*** Begin section ***

//! Process actions (lower priority, terminate)

use crate::error::{MonitorError, Result};
use log::{info, warn};

/// Nice value treated as "below normal".
pub const BELOW_NORMAL_NICE: i32 = 10;

/// Result of an action as handed to the renderer. `code` is the short
/// machine code of [`MonitorError::code`].
#[derive(Debug, Clone, PartialEq, Eq)]
pub struct ActionOutcome {
    pub success: bool,
    pub error: Option<String>,
    pub code: Option<String>,
}

impl ActionOutcome {
    pub fn ok() -> Self {
        Self {
            success: true,
            error: None,
            code: None,
        }
    }

    pub fn failed(err: &MonitorError) -> Self {
        Self {
            success: false,
            error: Some(err.to_string()),
            code: Some(err.code().to_string()),
        }
    }

    pub fn from_result(result: Result<()>) -> Self {
        match result {
            Ok(()) => Self::ok(),
            Err(e) => Self::failed(&e),
        }
    }

    pub fn is_permission_denied(&self) -> bool {
        self.code.as_deref() == Some("EPERM")
    }
}

#[derive(Debug, Clone, Copy, PartialEq, Eq)]
pub enum ProcessAction {
    LowerPriority,
    Terminate,
}

impl ProcessAction {
    pub fn verb(&self) -> &'static str {
        match self {
            ProcessAction::LowerPriority => "lower priority of",
            ProcessAction::Terminate => "terminate",
        }
    }
}

/// Opaque OS actions the core invokes on a single pid.
pub trait ProcessActions: Send + Sync {
    fn lower_priority(&self, pid: u32) -> Result<()>;
    fn terminate(&self, pid: u32) -> Result<()>;

    fn run(&self, action: ProcessAction, pid: u32) -> ActionOutcome {
        let result = match action {
            ProcessAction::LowerPriority => self.lower_priority(pid),
            ProcessAction::Terminate => self.terminate(pid),
        };
        match &result {
            Ok(()) => info!("Done: {} pid {}", action.verb(), pid),
            Err(e) => warn!("Failed to {} pid {}: {}", action.verb(), pid, e),
        }
        ActionOutcome::from_result(result)
    }
}

#[derive(Debug, Clone, Copy, Default)]
pub struct SystemActions;

#[cfg(unix)]
fn last_os_error(pid: u32) -> MonitorError {
    let err = std::io::Error::last_os_error();
    match err.raw_os_error() {
        Some(libc::EPERM) | Some(libc::EACCES) => MonitorError::PermissionDenied { pid },
        Some(libc::ESRCH) => MonitorError::NotFound { pid },
        _ => MonitorError::from_os_error(pid, err),
    }
}

#[cfg(unix)]
fn checked_pid(pid: u32) -> Result<libc::pid_t> {
    // 0 and negative values address process groups rather than one process.
    match libc::pid_t::try_from(pid) {
        Ok(p) if p > 0 => Ok(p),
        _ => Err(MonitorError::NotFound { pid }),
    }
}

#[cfg(unix)]
impl ProcessActions for SystemActions {
    fn lower_priority(&self, pid: u32) -> Result<()> {
        let target = checked_pid(pid)? as libc::id_t;
        // SAFETY: plain integer arguments, no pointers involved.
        let current = unsafe { libc::getpriority(libc::PRIO_PROCESS, target) };
        let nice = current.max(BELOW_NORMAL_NICE);
        // SAFETY: plain integer arguments, no pointers involved.
        if unsafe { libc::setpriority(libc::PRIO_PROCESS, target, nice) } != 0 {
            return Err(last_os_error(pid));
        }
        Ok(())
    }

    fn terminate(&self, pid: u32) -> Result<()> {
        let target = checked_pid(pid)?;
        // SAFETY: plain integer arguments, no pointers involved.
        if unsafe { libc::kill(target, libc::SIGTERM) } != 0 {
            return Err(last_os_error(pid));
        }
        Ok(())
    }
}

#[cfg(not(unix))]
impl ProcessActions for SystemActions {
    fn lower_priority(&self, _pid: u32) -> Result<()> {
        Err(MonitorError::Unsupported("changing process priority"))
    }

    fn terminate(&self, pid: u32) -> Result<()> {
        use sysinfo::{Pid, ProcessRefreshKind, ProcessesToUpdate, System};

        let target = Pid::from_u32(pid);
        let mut system = System::new();
        system.refresh_processes_specifics(
            ProcessesToUpdate::Some(&[target]),
            true,
            ProcessRefreshKind::nothing(),
        );
        let process = system.process(target).ok_or(MonitorError::NotFound { pid })?;
        if process.kill() {
            Ok(())
        } else {
            Err(MonitorError::PermissionDenied { pid })
        }
    }
}

#[cfg(test)]
mod tests {
    use super::*;

    #[test]
    fn outcome_carries_code_for_permission_errors() {
        let outcome = ActionOutcome::from_result(Err(MonitorError::PermissionDenied { pid: 1 }));
        assert!(!outcome.success);
        assert!(outcome.is_permission_denied());
        assert_eq!(outcome.code.as_deref(), Some("EPERM"));

        let outcome = ActionOutcome::from_result(Err(MonitorError::NotFound { pid: 1 }));
        assert!(!outcome.is_permission_denied());
        assert_eq!(outcome.code.as_deref(), Some("ESRCH"));

        assert_eq!(ActionOutcome::from_result(Ok(())), ActionOutcome::ok());
    }

    #[cfg(unix)]
    #[test]
    fn actions_on_missing_pid_report_not_found() {
        let actions = SystemActions;
        let outcome = actions.run(ProcessAction::Terminate, 0);
        assert_eq!(outcome.code.as_deref(), Some("ESRCH"));

        let outcome = actions.run(ProcessAction::LowerPriority, u32::MAX);
        assert_eq!(outcome.code.as_deref(), Some("ESRCH"));
    }

    #[cfg(unix)]
    #[test]
    fn lowering_priority_of_child_sets_below_normal() {
        let mut child = std::process::Command::new("sleep").arg("30").spawn().unwrap();
        let pid = child.id();

        let actions = SystemActions;
        assert!(actions.lower_priority(pid).is_ok());
        // SAFETY: plain integer arguments, no pointers involved.
        let nice = unsafe { libc::getpriority(libc::PRIO_PROCESS, pid as libc::id_t) };
        assert!(nice >= BELOW_NORMAL_NICE);

        assert_outcome_ok(&actions.run(ProcessAction::Terminate, pid));
        child.wait().unwrap();
    }

    #[cfg(unix)]
    fn assert_outcome_ok(outcome: &ActionOutcome) {
        assert!(outcome.success, "unexpected failure: {:?}", outcome.error);
    }
}
use super::{ProcessDetails, RawProcess, ResourceSample, SystemStats};
use crate::error::{MonitorError, Result};
use chrono::{DateTime, Local};
use log::debug;
use std::collections::HashMap;
use sysinfo::{Pid, Process, ProcessRefreshKind, ProcessesToUpdate, System, UpdateKind, Users};

/// Everything the core needs from the operating system's process table.
pub trait ProcessSource: Send {
    /// Point-in-time listing of the process table.
    fn list_processes(&mut self) -> Result<Vec<RawProcess>>;

    /// Usage for the given pids. Pids the sampler could not see are simply
    /// missing from the map; an `Err` means the whole batch failed.
    fn sample_usage(&mut self, pids: &[u32]) -> Result<HashMap<u32, ResourceSample>>;

    fn total_memory_bytes(&mut self) -> u64;

    fn process_details(&mut self, pid: u32) -> Result<ProcessDetails>;

    fn system_stats(&mut self) -> SystemStats;
}

/// `ProcessSource` backed by `sysinfo`.
///
/// The `System` is kept between calls: cpu usage is computed from the delta
/// against the previous refresh of the same pid, so the first pass reads 0.
pub struct SysinfoSource {
    system: System,
    users: Users,
}

impl Default for SysinfoSource {
    fn default() -> Self {
        Self::new()
    }
}

impl SysinfoSource {
    pub fn new() -> Self {
        let mut system = System::new();
        system.refresh_memory();
        Self {
            system,
            users: Users::new_with_refreshed_list(),
        }
    }

    fn owner_of(&self, process: &Process) -> String {
        process
            .user_id()
            .and_then(|uid| self.users.get_user_by_id(uid))
            .map(|user| user.name().to_string())
            .unwrap_or_default()
    }

    fn command_line_of(process: &Process) -> String {
        process
            .cmd()
            .iter()
            .map(|arg| arg.to_string_lossy())
            .collect::<Vec<_>>()
            .join(" ")
    }

    fn to_raw(&self, process: &Process) -> RawProcess {
        RawProcess {
            pid: process.pid().as_u32(),
            name: process.name().to_string_lossy().into_owned(),
            command_line: Self::command_line_of(process),
            owner: self.owner_of(process),
        }
    }

    fn to_sample(process: &Process) -> ResourceSample {
        ResourceSample {
            pid: process.pid().as_u32(),
            cpu_percent: process.cpu_usage() as f64,
            memory_bytes: process.memory(),
            elapsed_ms: process.run_time().saturating_mul(1000),
        }
    }
}

fn local_time(epoch_secs: u64) -> Option<DateTime<Local>> {
    DateTime::from_timestamp(i64::try_from(epoch_secs).ok()?, 0).map(|dt| dt.with_timezone(&Local))
}

impl ProcessSource for SysinfoSource {
    fn list_processes(&mut self) -> Result<Vec<RawProcess>> {
        let refreshed = self.system.refresh_processes_specifics(
            ProcessesToUpdate::All,
            true,
            ProcessRefreshKind::nothing()
                .with_cmd(UpdateKind::OnlyIfNotSet)
                .with_exe(UpdateKind::OnlyIfNotSet)
                .with_user(UpdateKind::OnlyIfNotSet),
        );
        if refreshed == 0 || self.system.processes().is_empty() {
            return Err(MonitorError::SourceUnavailable(
                "no processes visible in the process table".to_string(),
            ));
        }

        let mut processes: Vec<_> = self
            .system
            .processes()
            .values()
            .map(|p| self.to_raw(p))
            .collect();
        processes.sort_by_key(|p| p.pid);
        debug!("Listed {} processes", processes.len());
        Ok(processes)
    }

    fn sample_usage(&mut self, pids: &[u32]) -> Result<HashMap<u32, ResourceSample>> {
        let targets: Vec<Pid> = pids.iter().map(|&pid| Pid::from_u32(pid)).collect();
        self.system.refresh_processes_specifics(
            ProcessesToUpdate::Some(&targets),
            true,
            ProcessRefreshKind::nothing().with_cpu().with_memory(),
        );

        Ok(targets
            .iter()
            .filter_map(|pid| self.system.process(*pid))
            .map(|p| (p.pid().as_u32(), Self::to_sample(p)))
            .collect())
    }

    fn total_memory_bytes(&mut self) -> u64 {
        self.system.refresh_memory();
        self.system.total_memory()
    }

    fn process_details(&mut self, pid: u32) -> Result<ProcessDetails> {
        let target = Pid::from_u32(pid);
        self.system.refresh_processes_specifics(
            ProcessesToUpdate::Some(&[target]),
            true,
            ProcessRefreshKind::everything(),
        );
        let process = self
            .system
            .process(target)
            .ok_or(MonitorError::NotFound { pid })?;

        let path = process
            .exe()
            .map(|exe| exe.display().to_string())
            .unwrap_or_else(|| Self::command_line_of(process));
        let user = self.owner_of(process);

        Ok(ProcessDetails {
            name: process.name().to_string_lossy().into_owned(),
            pid,
            cpu_percent: process.cpu_usage() as f64,
            memory_mb: process.memory() as f64 / (1024.0 * 1024.0),
            user: if user.is_empty() {
                "Unknown".to_string()
            } else {
                user
            },
            path,
            start_time: local_time(process.start_time()),
        })
    }

    fn system_stats(&mut self) -> SystemStats {
        self.system.refresh_cpu_usage();
        self.system.refresh_memory();
        let total = self.system.total_memory();
        let memory_percent = if total == 0 {
            0.0
        } else {
            self.system.used_memory() as f64 / total as f64 * 100.0
        };
        SystemStats::clamped(self.system.global_cpu_usage() as f64, memory_percent)
    }
}

#[cfg(test)]
mod tests {
    use super::*;

    #[test]
    fn lists_the_current_process() {
        let mut source = SysinfoSource::new();
        let processes = source.list_processes().unwrap();
        let current = std::process::id();
        assert!(processes.iter().any(|p| p.pid == current));
        assert!(processes.windows(2).all(|w| w[0].pid <= w[1].pid));
    }

    #[test]
    fn samples_only_known_pids() {
        let mut source = SysinfoSource::new();
        let current = std::process::id();
        let samples = source.sample_usage(&[current, 999_999_999]).unwrap();
        assert!(samples.contains_key(&current));
        assert!(!samples.contains_key(&999_999_999));
    }

    #[test]
    fn details_for_missing_pid_is_not_found() {
        let mut source = SysinfoSource::new();
        assert!(matches!(
            source.process_details(999_999_999),
            Err(MonitorError::NotFound { pid: 999_999_999 })
        ));
    }

    #[test]
    fn system_stats_stay_in_range() {
        let mut source = SysinfoSource::new();
        let stats = source.system_stats();
        assert!((0.0..=100.0).contains(&stats.cpu_percent));
        assert!((0.0..=100.0).contains(&stats.memory_percent));
    }
}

*** End section ***

Goal of the exercise: Compute the number of lines in the entries above that hold the word "table"; the answer must contain nothing else.

Exercise response: 3